### PROBLEM REQUIREMENTS:
Print each line from the start of the records below up through the line where "Sky/ground gradient light" is found, exactly as given.

### DATA SUPPLIED:
-- -- --
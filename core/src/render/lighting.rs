//! Scene lighting and fog
//!
//! Colours on materials are display (sRGB-encoded) values. Shading happens in
//! linear space and is encoded back when the frame is written out.

use glam::Vec3;

use crate::scene::Rgb;

/// Clear colour, also used for fog
pub const BACKGROUND: u32 = 0xf6f6fa;

/// Lambert BRDF normalisation
const LAMBERT_SCALE: f32 = std::f32::consts::FRAC_1_PI;
const GAMMA: f32 = 2.2;

pub fn to_linear(color: Rgb) -> Rgb {
    let f = |c: f32| c.max(0.0).powf(GAMMA);
    Rgb::new(f(color.r), f(color.g), f(color.b))
}

pub fn to_display(color: Rgb) -> Rgb {
    let f = |c: f32| c.max(0.0).powf(1.0 / GAMMA);
    Rgb::new(f(color.r), f(color.g), f(color.b))
}

/// Sky/ground gradient light
#[derive(Clone, Copy, Debug, PartialEq)]
pub struct HemisphereLight {
    pub sky: Rgb,
    pub ground: Rgb,
    pub intensity: f32,
}

impl HemisphereLight {
    pub fn irradiance(&self, normal: Vec3) -> Rgb {
        let weight = 0.5 * normal.y + 0.5;
        to_linear(self.ground)
            .lerp(to_linear(self.sky), weight)
            .scale(self.intensity)
    }
}

/// Light shining from `position` towards the origin
#[derive(Clone, Copy, Debug, PartialEq)]
pub struct DirectionalLight {
    pub color: Rgb,
    pub intensity: f32,
    pub position: Vec3,
}

impl DirectionalLight {
    /// Unit vector pointing at the light
    pub fn direction(&self) -> Vec3 {
        self.position.normalize_or(Vec3::Y)
    }

    pub fn irradiance(&self, normal: Vec3) -> Rgb {
        let n_dot_l = normal.dot(self.direction()).max(0.0);
        to_linear(self.color).scale(self.intensity * n_dot_l)
    }
}

#[derive(Clone, Copy, Debug, PartialEq)]
pub struct Lights {
    pub hemisphere: HemisphereLight,
    pub key: DirectionalLight,
    /// Back light outlining the silhouette
    pub rim: DirectionalLight,
}

impl Default for Lights {
    fn default() -> Self {
        Self {
            hemisphere: HemisphereLight {
                sky: Rgb::WHITE,
                ground: Rgb::from_hex(0xfff0e0),
                intensity: 1.8,
            },
            key: DirectionalLight {
                color: Rgb::WHITE,
                intensity: 0.4,
                position: Vec3::new(5.0, 10.0, 5.0),
            },
            rim: DirectionalLight {
                color: Rgb::from_hex(0xfff8f0),
                intensity: 0.3,
                position: Vec3::new(-5.0, 5.0, -5.0),
            },
        }
    }
}

impl Lights {
    /// Lit linear colour of a diffuse surface
    pub fn shade(&self, albedo: Rgb, normal: Vec3) -> Rgb {
        let irradiance = self
            .hemisphere
            .irradiance(normal)
            .add(self.key.irradiance(normal))
            .add(self.rim.irradiance(normal));
        to_linear(albedo).mul(irradiance.scale(LAMBERT_SCALE))
    }
}

/// Linear distance fog
#[derive(Clone, Copy, Debug, PartialEq)]
pub struct Fog {
    pub color: Rgb,
    pub near: f32,
    pub far: f32,
}

impl Default for Fog {
    fn default() -> Self {
        Self {
            color: Rgb::from_hex(BACKGROUND),
            near: 12.0,
            far: 28.0,
        }
    }
}

impl Fog {
    /// 0 before `near`, 1 at and beyond `far`
    pub fn factor(&self, depth: f32) -> f32 {
        if self.far <= self.near {
            return if depth >= self.far { 1.0 } else { 0.0 };
        }
        ((depth - self.near) / (self.far - self.near)).clamp(0.0, 1.0)
    }

    /// Blend a linear colour towards the fog colour
    pub fn apply(&self, color: Rgb, depth: f32) -> Rgb {
        color.lerp(to_linear(self.color), self.factor(depth))
    }
}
-- -- --
### RESPONSE:
filename core/src/render/lighting.rs
//! Scene lighting and fog
//!
//! Colours on materials are display (sRGB-encoded) values. Shading happens in
//! linear space and is encoded back when the frame is written out.

use glam::Vec3;

use crate::scene::Rgb;

/// Clear colour, also used for fog
pub const BACKGROUND: u32 = 0xf6f6fa;

/// Lambert BRDF normalisation
const LAMBERT_SCALE: f32 = std::f32::consts::FRAC_1_PI;
const GAMMA: f32 = 2.2;

pub fn to_linear(color: Rgb) -> Rgb {
    let f = |c: f32| c.max(0.0).powf(GAMMA);
    Rgb::new(f(color.r), f(color.g), f(color.b))
}

pub fn to_display(color: Rgb) -> Rgb {
    let f = |c: f32| c.max(0.0).powf(1.0 / GAMMA);
    Rgb::new(f(color.r), f(color.g), f(color.b))
}

/// Sky/ground gradient light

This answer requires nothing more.